[Saved entries]
= = =

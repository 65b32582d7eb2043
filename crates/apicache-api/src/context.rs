//! # API Context
//!
//! Application state shared by every handler.

use std::sync::Arc;

use apicache_engine::{
    Cache, CacheConfig, CachePolicy, InvalidatePolicy, Namespace, ONE_DAY, Result,
};

use crate::repository::{InMemoryUserRepository, SharedUserRepository};

/// Namespace of every cached user response
pub const USERS_NAMESPACE: &str = "users";

/// Application context shared across all handlers
#[derive(Clone)]
pub struct ApiContext {
    /// Response cache
    pub cache: Cache,

    /// User repository
    pub users: SharedUserRepository,

    /// Read-through policy of the user endpoints
    pub users_cached: CachePolicy,

    /// Invalidation of the user endpoints
    pub users_invalidate: InvalidatePolicy,
}

impl ApiContext {
    pub fn new(cache: Cache, users: SharedUserRepository) -> Result<Self> {
        let namespace = Namespace::new(USERS_NAMESPACE)?;
        Ok(Self {
            users_cached: cache.cached(namespace.clone()).ttl(ONE_DAY),
            users_invalidate: cache.invalidating(namespace),
            cache,
            users,
        })
    }

    /// Context over an in-memory cache and an empty user table
    pub fn in_memory() -> Result<Self> {
        let cache = Cache::in_memory(register_exclusions(CacheConfig::default()))?;
        Self::new(cache, Arc::new(InMemoryUserRepository::new()))
    }
}

/// Exclude the injected resources of the handlers from cache keys.
pub fn register_exclusions(config: CacheConfig) -> CacheConfig {
    config.exclude::<SharedUserRepository>()
}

= = =

● **What you are asked to do**
Print the line containing "pub fn new(cache: Cache, users: SharedUserRepository)" and every line after it to the end of the records above, exactly as written, and nothing else.

● **Output**
    pub fn new(cache: Cache, users: SharedUserRepository) -> Result<Self> {
        let namespace = Namespace::new(USERS_NAMESPACE)?;
        Ok(Self {
            users_cached: cache.cached(namespace.clone()).ttl(ONE_DAY),
            users_invalidate: cache.invalidating(namespace),
            cache,
            users,
        })
    }

    /// Context over an in-memory cache and an empty user table
    pub fn in_memory() -> Result<Self> {
        let cache = Cache::in_memory(register_exclusions(CacheConfig::default()))?;
        Self::new(cache, Arc::new(InMemoryUserRepository::new()))
    }
}

/// Exclude the injected resources of the handlers from cache keys.
pub fn register_exclusions(config: CacheConfig) -> CacheConfig {
    config.exclude::<SharedUserRepository>()
}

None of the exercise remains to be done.